Capitals across Europe have been scrambling to intervene before prices at petrol station forecourts begin to hit voters’ pockets and the wider economy.
Iran’s blockade of the Strait of Hormuz following the US-Israeli attacks has cut global seaborne oil supplies by a quarter and LNG by nearly as much, and markets have reacted accordingly to the shortage. But market watchdogs are on guard across the EU to stamp out any attempts at profiteering.
Hungary – where general elections are just a month away and the nationalist government is trailing in the polls – was the first to put a cap on prices at the pump. Prime Minister Viktor Orbán DESIGNATED on Monday afternoon, petrol would be capped at 595 forints (€1.52) and diesel at 615 forints (€1.58). In the hope of preventing ‘petrol tourism’, only vehicles with Hungarian license plates and registration documents are acceptable – operators can charge foreigners what they like.
With Germans already paying some of the highest prices at the pump across Europe, Berlin quickly came under pressure to act, but it stopped short of Budapest-style market intervention, warning retailers not to try any funny business. First, the government assembled its antitrust enforcers.

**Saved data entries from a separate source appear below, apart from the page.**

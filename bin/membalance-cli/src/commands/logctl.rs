// Copyright (c) 2025 Dimitris Kafetzis
//
// Licensed under the MIT License.
// See LICENSE file in the project root for full license information.
//
// SPDX-License-Identifier: MIT

//! `membalancectl log-level` / `log-sink`: query or adjust the daemon's
//! logging at run time.

use crate::client;
use crate::commands::Ctx;
use crate::proto::{Request, Response};
use anyhow::bail;

pub fn log_level(ctx: &Ctx, level: Option<i32>) -> anyhow::Result<()> {
    if matches!(level, Some(l) if l < 0) {
        bail!("the debug level cannot be negative");
    }
    let resp = client::call(
        ctx.socket.as_deref(),
        ctx.timeout,
        &Request::SetDebugLevel {
            level: level.unwrap_or(-1),
        },
    )?;
    match resp {
        Response::Value { value } => {
            if !ctx.quiet {
                match level {
                    Some(new) => println!("debug level changed: {value} -> {new}"),
                    None => println!("debug level: {value}"),
                }
            }
            Ok(())
        }
        other => bail!("unexpected response: {other:?}"),
    }
}

pub fn log_sink(ctx: &Ctx, sink: Option<String>) -> anyhow::Result<()> {
    let code = match sink.as_deref() {
        None => -1,
        Some("syslog") => 0,
        Some("logfile") => 1,
        Some(other) => bail!("unknown log sink \"{other}\", expected syslog or logfile"),
    };
    let resp = client::call(
        ctx.socket.as_deref(),
        ctx.timeout,
        &Request::SetLoggingSink { sink: code },
    )?;
    match resp {
        Response::Value { value } => {
            if !ctx.quiet {
                let name = |v: i32| if v == 1 { "logfile" } else { "syslog" };
                match code {
                    -1 => println!("log sink: {}", name(value)),
                    new => println!("log sink changed: {} -> {}", name(value), name(new)),
                }
            }
            Ok(())
        }
        other => bail!("unexpected response: {other:?}"),
    }
}
use crate::error::{Result, StatsError};
use crate::{CorpusStatsGroup, CorpusStatsGrouping, CorpusStatsNestedGroup, CorpusStatsNestedGrouping};

impl CorpusStatsGrouping {
    /// Bucket the top-level groups by their value for `field`.
    ///
    /// Buckets appear in order of first occurrence and keep the relative order
    /// of their groups. `field` is moved out of each child identity into the
    /// bucket's identity. Only flat groupings can be nested.
    pub fn nest_by(&self, field: &str) -> Result<CorpusStatsNestedGrouping> {
        let mut buckets: Vec<CorpusStatsNestedGroup> = Vec::new();
        for group in &self.groups {
            if group.groups.is_some() {
                return Err(StatsError::Nesting(format!("group {{{}}} is already subdivided", group.label())));
            }
            let mut child = group.clone();
            let value = child
                .identity
                .remove(field)
                .ok_or_else(|| StatsError::Nesting(format!("group {{{}}} has no field {field:?}", group.label())))?;
            match buckets.iter_mut().find(|b| b.identity == value) {
                Some(bucket) => bucket.groups.push(child),
                None => buckets.push(CorpusStatsNestedGroup { identity: value, groups: vec![child] }),
            }
        }
        tracing::debug!(field, buckets = buckets.len(), "nested grouping");
        Ok(CorpusStatsNestedGrouping { docs: self.docs, tokens: self.tokens, groups: buckets })
    }
}

impl CorpusStatsNestedGrouping {
    /// Inverse of [`CorpusStatsGrouping::nest_by`]: each bucket identity is written
    /// back into its children under `field`.
    pub fn flatten(&self, field: &str) -> Result<CorpusStatsGrouping> {
        let mut groups: Vec<CorpusStatsGroup> = Vec::new();
        for bucket in &self.groups {
            for child in &bucket.groups {
                if child.identity.contains_key(field) {
                    return Err(StatsError::Nesting(format!(
                        "group {{{}}} under {:?} already has field {field:?}",
                        child.label(),
                        bucket.identity
                    )));
                }
                let mut child = child.clone();
                child.identity.insert(field.to_string(), bucket.identity.clone());
                groups.push(child);
            }
        }
        Ok(CorpusStatsGrouping { docs: self.docs, tokens: self.tokens, groups })
    }
}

“If price reductions do not now pass as quickly as price increases, this naturally raises questions,” said Andreas Mundt, head of the German competition authority. Katherina Reiche, the country’s energy minister, told reporters on Wednesday that Berlin would follow Vienna in banning gas stations from raising their prices more than once a day.
Austria doubles
Meanwhile, the Austrian government had decided that this was not enough and doubled down on the restriction of price adjustments, transmitted via the now commonplace electronic screens prominently placed on garage fronts.
Only on Mondays, Wednesdays and Fridays can petrol station owners increase the offer price, the Austrian government decided in response to an increase of around 15% for petrol and 25% for diesel.
The Dutch look to Belgium
The Netherlands, where fuel excise duty rose by 5.6 cents per liter on petrol and 3.6 cents on diesel this year, has been hit harder than most.
Oil prices in particular temporarily crossed the €2.5 per liter barrier before stabilizing slightly below. In response, many Dutch drivers have taken to neighboring countries to fill their tanks – and often a few cans – in Belgium or Germany.
Rocket and feather
In the UK, the immediate reaction was to let fuel retailers know they were being watched closely and that profiteering would not be tolerated. The Competition and Markets Authority said companies operating thousands of petrol stations across the country had been “notified that formal requests to supply revenue, costs and sales data will be submitted”.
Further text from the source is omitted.